In one of my videos on my YouTube channel, I discuss Azure App Services with Private Link. The video describes how it works and provides an example of deploying the infrastructure with Bicep. The Bicep templates are on GitHub.

If you want to jump straight to the video, here it is:

In the rest of this blog post, I provide some more background information on the different pieces of the solution.

Azure App Service

Azure App Service is a great way to host web application and APIs on Azure. It’s PaaS (platform as a service), so you do not have to deal with the underlying Windows or Linux servers as they are managed by the platform. I often see AKS (Azure Kubernetes Service) implementations to host just a couple of web APIs and web apps. In most cases, that is overkill and you still have to deal with Kubernetes upgrades, node patching or image replacements, draining and rebooting the nodes, etc… And then I did not even discuss controlling ingress and egress traffic. Even if you standardize on packaging your app in a container, Azure App Service will gladly accept the container and serve it for you.
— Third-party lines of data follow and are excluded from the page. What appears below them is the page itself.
// libs/notification-cell/src/handlers.rs
use std::sync::Arc;

use axum::{
    extract::{Extension, State},
    Json,
};
use serde_json::{json, Value};

use shared_config::AppConfig;
use shared_models::auth::User;
use shared_models::error::AppError;

use crate::models::NotificationRequest;
use crate::services::mailer::MailerClient;

/// Manual re-send for an appointment whose original notification failed.
/// The dashboard already holds the record, so it posts the full payload.
#[axum::debug_handler]
pub async fn send_notification(
    State(state): State<Arc<AppConfig>>,
    Extension(user): Extension<User>,
    Json(request): Json<NotificationRequest>,
) -> Result<Json<Value>, AppError> {
    if !user.is_admin() {
        return Err(AppError::Auth("Administrator access required".to_string()));
    }

    let mailer = MailerClient::new(&state)
        .map_err(|e| AppError::Notification(e.to_string()))?;

    mailer
        .send(&request)
        .await
        .map_err(|e| AppError::Notification(e.to_string()))?;

    Ok(Json(json!({ "success": true })))
}
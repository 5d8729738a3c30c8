// libs/notification-cell/src/router.rs
use std::sync::Arc;

use axum::{middleware, routing::post, Router};

use shared_config::AppConfig;
use shared_utils::extractor::auth_middleware;

use crate::handlers;

pub fn notify_routes(state: Arc<AppConfig>) -> Router {
    let protected_routes = Router::new()
        .route("/", post(handlers::send_notification))
        .layer(middleware::from_fn_with_state(state.clone(), auth_middleware));

    Router::new()
        .merge(protected_routes)
        .with_state(state)
}
use anyhow::{Result, anyhow};
use reqwest::{
    Client,
    header::{HeaderMap, HeaderValue, CONTENT_TYPE},
    Method, Response,
};
use serde::de::DeserializeOwned;
use serde_json::{json, Value};
use tracing::{debug, error};

use shared_config::AppConfig;

pub struct AppwriteClient {
    client: Client,
    endpoint: String,
    project_id: String,
    api_key: String,
    database_id: String,
}

#[derive(Debug, serde::Deserialize)]
pub struct DocumentList {
    pub total: i64,
    pub documents: Vec<Value>,
}

impl AppwriteClient {
    pub fn new(config: &AppConfig) -> Self {
        Self {
            client: Client::new(),
            endpoint: config.appwrite_endpoint.clone(),
            project_id: config.appwrite_project_id.clone(),
            api_key: config.appwrite_api_key.clone(),
            database_id: config.appwrite_database_id.clone(),
        }
    }

    fn get_headers(&self) -> HeaderMap {
        let mut headers = HeaderMap::new();

        headers.insert("X-Appwrite-Project", HeaderValue::from_str(&self.project_id).unwrap());
        headers.insert("X-Appwrite-Key", HeaderValue::from_str(&self.api_key).unwrap());
        headers.insert(CONTENT_TYPE, HeaderValue::from_static("application/json"));

        headers
    }

    async fn send(&self, method: Method, path: &str, body: Option<Value>) -> Result<Response> {
        let url = format!("{}{}", self.endpoint, path);
        debug!("Making request to {}", url);

        let mut req = self.client.request(method, &url)
            .headers(self.get_headers());

        if let Some(body_data) = body {
            req = req.json(&body_data);
        }

        Ok(req.send().await?)
    }

    pub async fn request<T>(&self, method: Method, path: &str, body: Option<Value>) -> Result<T>
    where T: DeserializeOwned {
        let response = self.send(method, path, body).await?;

        let status = response.status();
        if !status.is_success() {
            let error_text = response.text().await?;
            error!("Appwrite error ({}): {}", status, error_text);

            return Err(match status.as_u16() {
                401 | 403 => anyhow!("Authentication error: {}", error_text),
                404 => anyhow!("Resource not found: {}", error_text),
                _ => anyhow!("Appwrite error ({}): {}", status, error_text),
            });
        }

        let data = response.json::<T>().await?;
        Ok(data)
    }

    fn documents_path(&self, collection_id: &str) -> String {
        format!(
            "/databases/{}/collections/{}/documents",
            self.database_id, collection_id
        )
    }

    pub async fn list_documents(&self, collection_id: &str, queries: &[String]) -> Result<Vec<Value>> {
        let mut path = self.documents_path(collection_id);

        for (i, query) in queries.iter().enumerate() {
            let sep = if i == 0 { '?' } else { '&' };
            path.push_str(&format!("{}queries[]={}", sep, urlencoding::encode(query)));
        }

        let list: DocumentList = self.request(Method::GET, &path, None).await?;
        Ok(list.documents)
    }

    /// Fetch a single document; a missing id is `None`, not an error.
    pub async fn get_document(&self, collection_id: &str, document_id: &str) -> Result<Option<Value>> {
        let path = format!("{}/{}", self.documents_path(collection_id), document_id);
        let response = self.send(Method::GET, &path, None).await?;

        let status = response.status();
        if status.as_u16() == 404 {
            return Ok(None);
        }
        if !status.is_success() {
            let error_text = response.text().await?;
            error!("Appwrite error ({}): {}", status, error_text);
            return Err(anyhow!("Appwrite error ({}): {}", status, error_text));
        }

        Ok(Some(response.json::<Value>().await?))
    }

    pub async fn create_document(&self, collection_id: &str, data: Value) -> Result<Value> {
        let body = json!({
            "documentId": "unique()",
            "data": data
        });

        self.request(Method::POST, &self.documents_path(collection_id), Some(body)).await
    }

    pub async fn update_document(&self, collection_id: &str, document_id: &str, data: Value) -> Result<Value> {
        let path = format!("{}/{}", self.documents_path(collection_id), document_id);
        let body = json!({ "data": data });

        self.request(Method::PATCH, &path, Some(body)).await
    }

    pub async fn delete_document(&self, collection_id: &str, document_id: &str) -> Result<()> {
        let path = format!("{}/{}", self.documents_path(collection_id), document_id);
        let response = self.send(Method::DELETE, &path, None).await?;

        let status = response.status();
        if !status.is_success() {
            let error_text = response.text().await?;
            error!("Appwrite error ({}): {}", status, error_text);

            return Err(match status.as_u16() {
                404 => anyhow!("Resource not found: {}", error_text),
                _ => anyhow!("Appwrite error ({}): {}", status, error_text),
            });
        }

        Ok(())
    }
}

/// Query-string builders for the document listing endpoint.
pub mod queries {
    use serde_json::json;

    pub fn order_asc(attribute: &str) -> String {
        json!({ "method": "orderAsc", "attribute": attribute, "values": [] }).to_string()
    }

    pub fn order_desc(attribute: &str) -> String {
        json!({ "method": "orderDesc", "attribute": attribute, "values": [] }).to_string()
    }

    pub fn equal(attribute: &str, value: &str) -> String {
        json!({ "method": "equal", "attribute": attribute, "values": [value] }).to_string()
    }
}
By default, Azure App Service gives you a public IP address and FQDN (Fully Qualified Domain Name) to reach your app securely over the Internet. The default name ends with azurewebsites.net but you can easily add custom domains and certificates.

Things get a bit more complicated when you want a private IP address for your app, reachable from Azure virtual networks and on-premises networks. One solution is to use an App Service Environment. It provides a fully isolated and dedicated environment to run App Service apps such as web apps and APIs, Docker containers and Functions. You can create an internal ASE which results in an Internal Load Balancer in front of your apps that is configured in a subnet of your choice. There is no need to configure Private Endpoints to make use of Private Link. This is often called native virtual network integration.

At the network level, an App Service Environment v2, works as follows:

External ASE
ASE networking (from Microsoft website)

Looking at the above diagram, an ILB ASE (but also an External ASE) also makes it easy to connect to back-end systems such as on-premises databases. The outbound connection to internal resources originates from an IP in the chosen integration subnet.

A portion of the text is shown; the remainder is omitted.